Anti-pastor Field Negro's online pulpit
Talk about a loaded image. The Column One feature in yesterday's Los Angeles Times focuses on how the World Wide Web has raised up some new African-American voices, some new points of view on politics, culture and, of course, religion. But I got stuck on a dueling pair of images. Here's the key passage near the top of Richard Fausset's story about activist attorney Wayne Bennett of Philly:
When Bennett gets home and starts blogging, however, an alter ego emerges: The Field Negro. On his website called field-negro.blogspot.com, he lashes out at commentator Bill O'Reilly as an "ignorant racist self-delusional buffoon." President Bush is "the frat boy," and "the man 'who doesn't care about black people'" -- a nod to rapper Kanye West's comments of 2005. Black activists Jesse Jackson and Al Sharpton are "pimping the 'man' in the name of civil rights."

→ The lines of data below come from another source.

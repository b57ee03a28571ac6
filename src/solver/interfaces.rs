use crate::solver::comms::Communicator;
use crate::solver::error::InterfaceError;
use crate::solver::mesh::MeshAddressing;
use nalgebra::{Matrix2, Vector2};

/// How coupled transfers are driven: paired blocking exchanges following a
/// precomputed schedule, or post-all-sends-then-receive.
#[derive(Debug, Clone, Copy, PartialEq, Eq)]
pub enum CommsType {
    Scheduled,
    NonBlocking,
}

/// Geometric transform applied to vector data crossing a coupled
/// interface. Scalar data passes through unchanged.
#[derive(Debug, Clone, PartialEq)]
pub enum Transform {
    None,
    Rotation(Matrix2<f64>),
    Translation(Vector2<f64>),
}

impl Transform {
    pub fn apply_vector(&self, v: Vector2<f64>) -> Vector2<f64> {
        match self {
            Transform::None => v,
            Transform::Rotation(r) => r * v,
            // Translations affect positions, not field vectors.
            Transform::Translation(_) => v,
        }
    }
}

/// Coupling kind of a boundary interface.
#[derive(Debug, Clone, PartialEq)]
pub enum Coupling {
    /// Wall/inlet/outlet-style patch: no remote side.
    Physical,
    /// Coupled to another patch on the same process.
    Cyclic {
        neighb_patch: usize,
        transform: Transform,
    },
    /// Coupled to a patch on another process.
    Processor {
        my_proc: usize,
        neighb_proc: usize,
        tag: u32,
        comm: usize,
    },
}

/// One contiguous group of boundary faces and how it couples to
/// neighbouring data.
#[derive(Debug, Clone)]
pub struct BoundaryInterface {
    name: String,
    patch: usize,
    n_cells: usize,
    face_cells: Vec<usize>,
    coupling: Coupling,
}

impl BoundaryInterface {
    /// Build the interface for mesh patch `patch`, caching the owner cell
    /// of every face in its range.
    pub fn from_mesh(mesh: &MeshAddressing, patch: usize, coupling: Coupling) -> Self {
        let start = mesh.patch_start(patch);
        let size = mesh.patch_size(patch);
        let face_cells = (start..start + size).map(|f| mesh.owner(f)).collect();
        Self {
            name: mesh.patch_name(patch).to_string(),
            patch,
            n_cells: mesh.n_cells(),
            face_cells,
            coupling,
        }
    }

    pub fn name(&self) -> &str {
        &self.name
    }

    pub fn patch(&self) -> usize {
        self.patch
    }

    pub fn size(&self) -> usize {
        self.face_cells.len()
    }

    /// Owner cell of each local boundary face.
    pub fn face_cells(&self) -> &[usize] {
        &self.face_cells
    }

    pub fn coupling(&self) -> &Coupling {
        &self.coupling
    }

    pub fn coupled(&self) -> bool {
        !matches!(self.coupling, Coupling::Physical)
    }

    pub fn coupled_remote(&self) -> bool {
        matches!(self.coupling, Coupling::Processor { .. })
    }

    pub fn my_proc_no(&self) -> Option<usize> {
        match self.coupling {
            Coupling::Processor { my_proc, .. } => Some(my_proc),
            _ => None,
        }
    }

    pub fn neighb_proc_no(&self) -> Option<usize> {
        match self.coupling {
            Coupling::Processor { neighb_proc, .. } => Some(neighb_proc),
            _ => None,
        }
    }

    pub fn comm(&self) -> Option<usize> {
        match self.coupling {
            Coupling::Processor { comm, .. } => Some(comm),
            _ => None,
        }
    }

    pub fn tag(&self) -> u32 {
        match self.coupling {
            Coupling::Processor { tag, .. } => tag,
            _ => 0,
        }
    }

    /// Retag the interface for the next logical exchange. Concurrent
    /// exchanges over the same interface pair within one timestep must use
    /// distinct tags to avoid message cross-talk.
    pub fn set_tag(&mut self, tag: u32) {
        if let Coupling::Processor { tag: t, .. } = &mut self.coupling {
            *t = tag;
        }
    }

    pub fn transform(&self) -> &Transform {
        match &self.coupling {
            Coupling::Cyclic { transform, .. } => transform,
            _ => &Transform::None,
        }
    }

    /// Local, non-blocking gather of the owner-side values.
    pub fn interface_internal_field(&self, internal: &[f64]) -> Result<Vec<f64>, InterfaceError> {
        self.check_internal(internal)?;
        Ok(self.face_cells.iter().map(|&c| internal[c]).collect())
    }

    /// Post the owner-side send for a coupled-remote transfer. Does not
    /// block; the matching receive completes in `internal_field_transfer`.
    pub fn init_internal_field_transfer(
        &self,
        _comms: CommsType,
        communicator: &Communicator,
        internal: &[f64],
    ) -> Result<(), InterfaceError> {
        let neighb = self.require_remote()?;
        let data = self.interface_internal_field(internal)?;
        communicator.send(neighb, self.tag(), data);
        Ok(())
    }

    /// Complete the receive for a coupled-remote transfer and return the
    /// neighbour-side field, transform applied.
    pub fn internal_field_transfer(
        &self,
        _comms: CommsType,
        communicator: &Communicator,
        internal: &[f64],
    ) -> Result<Vec<f64>, InterfaceError> {
        let neighb = self.require_remote()?;
        self.check_internal(internal)?;
        let data = communicator.recv(neighb, self.tag());
        if data.len() != self.face_cells.len() {
            return Err(InterfaceError::FieldSizeMismatch {
                patch: self.name.clone(),
                expected: self.face_cells.len(),
                got: data.len(),
            });
        }
        // Scalar transfers are transform-invariant; vector transfers go
        // through transform_vectors.
        Ok(data)
    }

    /// Apply this interface's geometric transform to received vector data.
    pub fn transform_vectors(&self, data: &mut [Vector2<f64>]) {
        let transform = self.transform();
        for v in data.iter_mut() {
            *v = transform.apply_vector(*v);
        }
    }

    fn require_remote(&self) -> Result<usize, InterfaceError> {
        match self.coupling {
            Coupling::Processor { neighb_proc, .. } => Ok(neighb_proc),
            _ => Err(InterfaceError::NotCoupledRemote {
                patch: self.name.clone(),
            }),
        }
    }

    fn check_internal(&self, internal: &[f64]) -> Result<(), InterfaceError> {
        if internal.len() != self.n_cells {
            return Err(InterfaceError::FieldSizeMismatch {
                patch: self.name.clone(),
                expected: self.n_cells,
                got: internal.len(),
            });
        }
        Ok(())
    }
}

/// Validate cyclic pairing over a full interface set: every cyclic patch
/// must name an existing cyclic patch that points back at it.
pub fn check_cyclic_pairing(interfaces: &[BoundaryInterface]) -> Result<(), InterfaceError> {
    for (i, iface) in interfaces.iter().enumerate() {
        if let Coupling::Cyclic { neighb_patch, .. } = iface.coupling {
            let paired = interfaces
                .get(neighb_patch)
                .and_then(|p| match p.coupling {
                    Coupling::Cyclic {
                        neighb_patch: back, ..
                    } => Some(back),
                    _ => None,
                });
            if paired != Some(i) {
                return Err(InterfaceError::UnpairedCyclic {
                    patch: iface.name.clone(),
                    neighb_patch,
                });
            }
        }
    }
    Ok(())
}
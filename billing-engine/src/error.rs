/// Failure raised by a storage implementation. Opaque to the engine:
/// any store error surfaces as `BillingError::Computation` rather than
/// being swallowed.
#[derive(Debug, thiserror::Error)]
#[error("storage query failed: {0}")]
pub struct StoreError(pub String);

impl From<sqlx::Error> for StoreError {
    fn from(e: sqlx::Error) -> Self {
        Self(e.to_string())
    }
}

impl From<anyhow::Error> for StoreError {
    fn from(e: anyhow::Error) -> Self {
        Self(e.to_string())
    }
}

#[derive(Debug, thiserror::Error)]
pub enum BillingError {
    #[error("invalid calendar input: {0}")]
    InvalidCalendarInput(String),
    #[error("client {0} not found")]
    CustomerNotFound(i64),
    #[error("no tariff for market {market_id}, voltage level {voltage_level}, demand class {demand_class:?}")]
    TariffNotFound {
        market_id: i64,
        voltage_level: i32,
        demand_class: Option<i32>,
    },
    #[error("billing computation failed: {0}")]
    Computation(#[from] StoreError),
}
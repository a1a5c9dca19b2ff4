use std::str::FromStr;
use std::sync::Arc;

use axum::extract::{Path, State};
use axum::http::StatusCode;
use axum::response::{IntoResponse, Response};
use axum::routing::get;
use axum::{Json, Router};
use serde::Serialize;
use time::Date;

use billing_engine::domain::{ClientStatistics, Concept, ConceptLine, Invoice, SystemLoad};
use billing_engine::{BillingEngine, BillingError, PgStore};

#[derive(Clone)]
pub struct AppState {
    pub engine: Arc<BillingEngine<PgStore>>,
}

pub fn router(state: AppState) -> Router {
    Router::new()
        .route("/clients/:id", get(get_client))
        .route("/clients/:id/invoice/:year/:month", get(get_invoice))
        .route(
            "/clients/:id/concepts/:concept/:year/:month",
            get(get_concept),
        )
        .route("/clients/:id/statistics", get(get_statistics))
        .route("/system-load/:date", get(get_system_load))
        .with_state(state)
}

#[derive(Debug, thiserror::Error)]
pub enum ApiError {
    #[error("{0}")]
    BadRequest(String),
    #[error(transparent)]
    Billing(#[from] BillingError),
}

impl IntoResponse for ApiError {
    fn into_response(self) -> Response {
        let (status, detail) = match &self {
            ApiError::BadRequest(msg) => (StatusCode::BAD_REQUEST, msg.clone()),
            ApiError::Billing(err) => match err {
                BillingError::InvalidCalendarInput(_) => {
                    (StatusCode::BAD_REQUEST, err.to_string())
                }
                // Distinct messages let callers tell a missing client
                // apart from a tariff-data gap.
                BillingError::CustomerNotFound(_) | BillingError::TariffNotFound { .. } => {
                    (StatusCode::NOT_FOUND, err.to_string())
                }
                BillingError::Computation(_) => {
                    tracing::error!(error = %err, "billing computation failed");
                    (
                        StatusCode::INTERNAL_SERVER_ERROR,
                        "internal billing failure".to_string(),
                    )
                }
            },
        };

        metrics::counter!("billing_api_errors_total").increment(1);
        (status, Json(serde_json::json!({ "detail": detail }))).into_response()
    }
}

#[derive(Debug, Serialize)]
struct ClientInfo {
    client_id: i64,
    market_id: i64,
    demand_class: i32,
    voltage_level: i32,
}

async fn get_client(
    State(state): State<AppState>,
    Path(client_id): Path<i64>,
) -> Result<Json<ClientInfo>, ApiError> {
    metrics::counter!("billing_api_requests_total").increment(1);

    let service = state.engine.service(client_id).await?;
    Ok(Json(ClientInfo {
        client_id: service.service_id,
        market_id: service.market_id,
        demand_class: service.demand_class,
        voltage_level: service.voltage_level,
    }))
}

async fn get_invoice(
    State(state): State<AppState>,
    Path((client_id, year, month)): Path<(i64, i32, u8)>,
) -> Result<Json<Invoice>, ApiError> {
    metrics::counter!("billing_api_requests_total").increment(1);

    let invoice = state.engine.invoice(client_id, year, month).await?;
    Ok(Json(invoice))
}

async fn get_concept(
    State(state): State<AppState>,
    Path((client_id, concept, year, month)): Path<(i64, String, i32, u8)>,
) -> Result<Json<ConceptLine>, ApiError> {
    metrics::counter!("billing_api_requests_total").increment(1);

    let concept = Concept::from_str(&concept).map_err(ApiError::BadRequest)?;
    let line = state.engine.concept(concept, client_id, year, month).await?;
    Ok(Json(line))
}

async fn get_statistics(
    State(state): State<AppState>,
    Path(client_id): Path<i64>,
) -> Result<Json<ClientStatistics>, ApiError> {
    metrics::counter!("billing_api_requests_total").increment(1);

    let stats = state.engine.client_statistics(client_id).await?;
    Ok(Json(stats))
}

async fn get_system_load(
    State(state): State<AppState>,
    Path(date): Path<String>,
) -> Result<Json<SystemLoad>, ApiError> {
    metrics::counter!("billing_api_requests_total").increment(1);

    let format = time::macros::format_description!("[year]-[month]-[day]");
    let date = Date::parse(&date, format)
        .map_err(|e| ApiError::BadRequest(format!("invalid date '{date}': {e}")))?;

    let load = state.engine.system_load(date).await?;
    Ok(Json(load))
}

#[cfg(test)]
mod tests {
    use super::*;
    use billing_engine::StoreError;

    #[test]
    fn concept_path_segment_parses_case_insensitively() {
        assert_eq!(Concept::from_str("EE2").unwrap(), Concept::Ee2);
        assert_eq!(Concept::from_str("ea").unwrap(), Concept::Ea);
        assert!(Concept::from_str("ee3").is_err());
    }

    #[test]
    fn customer_and_tariff_gaps_map_to_not_found() {
        let res = ApiError::from(BillingError::CustomerNotFound(1)).into_response();
        assert_eq!(res.status(), StatusCode::NOT_FOUND);

        let res = ApiError::from(BillingError::TariffNotFound {
            market_id: 1,
            voltage_level: 1,
            demand_class: Some(2),
        })
        .into_response();
        assert_eq!(res.status(), StatusCode::NOT_FOUND);
    }

    #[test]
    fn calendar_errors_map_to_bad_request() {
        let res = ApiError::from(BillingError::InvalidCalendarInput("month 13".into()))
            .into_response();
        assert_eq!(res.status(), StatusCode::BAD_REQUEST);
    }

    #[test]
    fn store_failures_map_to_internal_server_error() {
        let res = ApiError::from(BillingError::Computation(StoreError(
            "connection refused".into(),
        )))
        .into_response();
        assert_eq!(res.status(), StatusCode::INTERNAL_SERVER_ERROR);
    }
}
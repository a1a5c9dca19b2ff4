use std::collections::BTreeMap;

use anyhow::Result;
use sqlx::PgPool;
use time::OffsetDateTime;

use crate::domain::{MonthlyEnergy, Service, Tariff};
use crate::store::Metric;

/// Fetch a single service row by id.
pub async fn find_service(pool: &PgPool, service_id: i64) -> Result<Option<Service>> {
    let row = sqlx::query_as::<_, Service>(
        r#"
        SELECT service_id, market_id, demand_class, voltage_level
        FROM services
        WHERE service_id = $1
        "#,
    )
    .bind(service_id)
    .fetch_optional(pool)
    .await?;

    Ok(row)
}

/// Fetch the tariff row for a (market, voltage level) pair. A `None`
/// demand class omits that predicate entirely; the composite primary
/// key makes exact lookups unique, and the ORDER BY keeps wildcard
/// lookups deterministic should a data set carry several rows.
pub async fn find_tariff(
    pool: &PgPool,
    market_id: i64,
    voltage_level: i32,
    demand_class: Option<i32>,
) -> Result<Option<Tariff>> {
    let base = r#"
        SELECT market_id, demand_class, voltage_level,
               generation_rate, transmission_rate, distribution_rate,
               retail_margin, excess_commercialization_rate,
               excess_penalty_rate, unit_commercialization_rate
        FROM tariffs
        WHERE market_id = $1
          AND voltage_level = $2
    "#;

    let row = match demand_class {
        Some(dc) => {
            let sql = format!("{base} AND demand_class = $3 ORDER BY demand_class LIMIT 1");
            sqlx::query_as::<_, Tariff>(&sql)
                .bind(market_id)
                .bind(voltage_level)
                .bind(dc)
                .fetch_optional(pool)
                .await?
        }
        None => {
            let sql = format!("{base} ORDER BY demand_class LIMIT 1");
            sqlx::query_as::<_, Tariff>(&sql)
                .bind(market_id)
                .bind(voltage_level)
                .fetch_optional(pool)
                .await?
        }
    };

    Ok(row)
}

/// Sum one metric for a service over an inclusive window. NULL cells
/// are skipped by SUM; a service with no matching rows sums to 0.
pub async fn sum_metric(
    pool: &PgPool,
    service_id: i64,
    metric: Metric,
    start: OffsetDateTime,
    end: OffsetDateTime,
) -> Result<f64> {
    let sql = format!(
        r#"
        SELECT COALESCE(SUM({col}), 0)
        FROM readings
        WHERE service_id = $1
          AND ts >= $2
          AND ts <= $3
        "#,
        col = metric.column(),
    );

    let total: f64 = sqlx::query_scalar(&sql)
        .bind(service_id)
        .bind(start)
        .bind(end)
        .fetch_one(pool)
        .await?;

    Ok(total)
}

/// Sum one metric per hour-of-day over an inclusive window, collapsing
/// hours across dates.
pub async fn bucket_metric_by_hour(
    pool: &PgPool,
    service_id: i64,
    metric: Metric,
    start: OffsetDateTime,
    end: OffsetDateTime,
) -> Result<BTreeMap<u8, f64>> {
    let sql = format!(
        r#"
        SELECT CAST(EXTRACT(HOUR FROM ts AT TIME ZONE 'UTC') AS INT4) AS hour,
               SUM({col}) AS total
        FROM readings
        WHERE service_id = $1
          AND ts >= $2
          AND ts <= $3
          AND {col} IS NOT NULL
        GROUP BY 1
        ORDER BY 1
        "#,
        col = metric.column(),
    );

    let rows: Vec<(i32, f64)> = sqlx::query_as(&sql)
        .bind(service_id)
        .bind(start)
        .bind(end)
        .fetch_all(pool)
        .await?;

    Ok(rows.into_iter().map(|(h, v)| (h as u8, v)).collect())
}

/// Look up the system market price whose timestamp falls in the
/// half-open slot [slot_start, slot_end).
pub async fn market_hourly_price(
    pool: &PgPool,
    slot_start: OffsetDateTime,
    slot_end: OffsetDateTime,
) -> Result<Option<f64>> {
    let price: Option<f64> = sqlx::query_scalar(
        r#"
        SELECT price
        FROM market_hourly_prices
        WHERE ts >= $1
          AND ts <  $2
        ORDER BY ts
        LIMIT 1
        "#,
    )
    .bind(slot_start)
    .bind(slot_end)
    .fetch_optional(pool)
    .await?;

    Ok(price)
}

/// Group a service's readings by (year, month), summing both metrics.
pub async fn monthly_energy(pool: &PgPool, service_id: i64) -> Result<Vec<MonthlyEnergy>> {
    let rows = sqlx::query_as::<_, MonthlyEnergy>(
        r#"
        SELECT CAST(EXTRACT(YEAR FROM ts AT TIME ZONE 'UTC') AS INT4) AS year,
               CAST(EXTRACT(MONTH FROM ts AT TIME ZONE 'UTC') AS INT4) AS month,
               COALESCE(SUM(consumption_kwh), 0) AS consumption_kwh,
               COALESCE(SUM(injection_kwh), 0) AS injection_kwh
        FROM readings
        WHERE service_id = $1
        GROUP BY 1, 2
        ORDER BY 1, 2
        "#,
    )
    .bind(service_id)
    .fetch_all(pool)
    .await?;

    Ok(rows)
}

/// Sum consumption per hour across every service within an inclusive
/// window (one calendar date for the system-load query).
pub async fn system_consumption_by_hour(
    pool: &PgPool,
    start: OffsetDateTime,
    end: OffsetDateTime,
) -> Result<BTreeMap<u8, f64>> {
    let rows: Vec<(i32, f64)> = sqlx::query_as(
        r#"
        SELECT CAST(EXTRACT(HOUR FROM ts AT TIME ZONE 'UTC') AS INT4) AS hour,
               SUM(consumption_kwh) AS total
        FROM readings
        WHERE ts >= $1
          AND ts <= $2
          AND consumption_kwh IS NOT NULL
        GROUP BY 1
        ORDER BY 1
        "#,
    )
    .bind(start)
    .bind(end)
    .fetch_all(pool)
    .await?;

    Ok(rows.into_iter().map(|(h, v)| (h as u8, v)).collect())
}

The blog, Bennett admits with a chuckle, is an expression of raw anger, and it has earned him a modest following: He says he gets about 1,200 hits per day, and this year, he won readers' choice for "Best Political/News Blog" in the Black Weblog Awards.
To white people, Bennett's musings are like kitchen-table talk from a kitchen they may otherwise never set foot in. To African Americans, he is part of a growing army of black Internet amateurs who have taken up the work once reserved for ministers and professional activists: the work of setting a black agenda, shaping black opinion and calling attention to the state of the nation's racial affairs.
There's no question that religion is part of the equation here, for Bennett and for his audience. More on that in a minute.
What troubled me was whether this one online blogger's reach and clout are important enough to merit such a sweeping statement -- that the Web is starting to replace the social role of the black church.
Think about that for a moment. How would a reporter gather enough facts and supporting testimony to prove that point? Do you think the Times story pulls that off? I mean, look at the stats for this man's blog. Is it that powerful? Don't get me wrong. This is an interesting and timely story. It can stand on its own. I'm asking if it is truly the national story that the editors seem to think it is. Have they made their case?
Which takes us back to Bennett himself and his personal story and, of course, it turns out that this is very personal.
His father was an influential Seventh-day Adventist preacher in Jamaica who was also closely aligned with the leftist government of the late Michael Manley. As an adult, Bennett strayed from the church; today, he considers himself an agnostic.
He is less than enthusiastic about some of the black spokesmen with church roots -- such as the Revs. Jackson and Sharpton -- and he thinks that the next black leaders might emerge on the Web.
"Traditionally, the church building or the church square was the only place we could organize," he says. "Now, to me, the church, or the physical space where we organize, is the Internet." If that is the case, Bennett began his career in punditry screaming from the back pews. In 2005, he says, he was commenting frequently on a blog written by La Shawn Barber, a black conservative evangelical. After he criticized certain black preachers for taking advantage of their flocks, Barber kicked Bennett off her site by blocking his IP address. (Barber, who runs one of the more popular right-wing black blogs, doesn't recall the episode, but doesn't doubt it happened.)
Interesting. I have one more question. If he is the "field negro," is the implication here that the black church is officially a "house negro" sanctuary? Is that sanctuary on the cultural left or the right, or does that matter?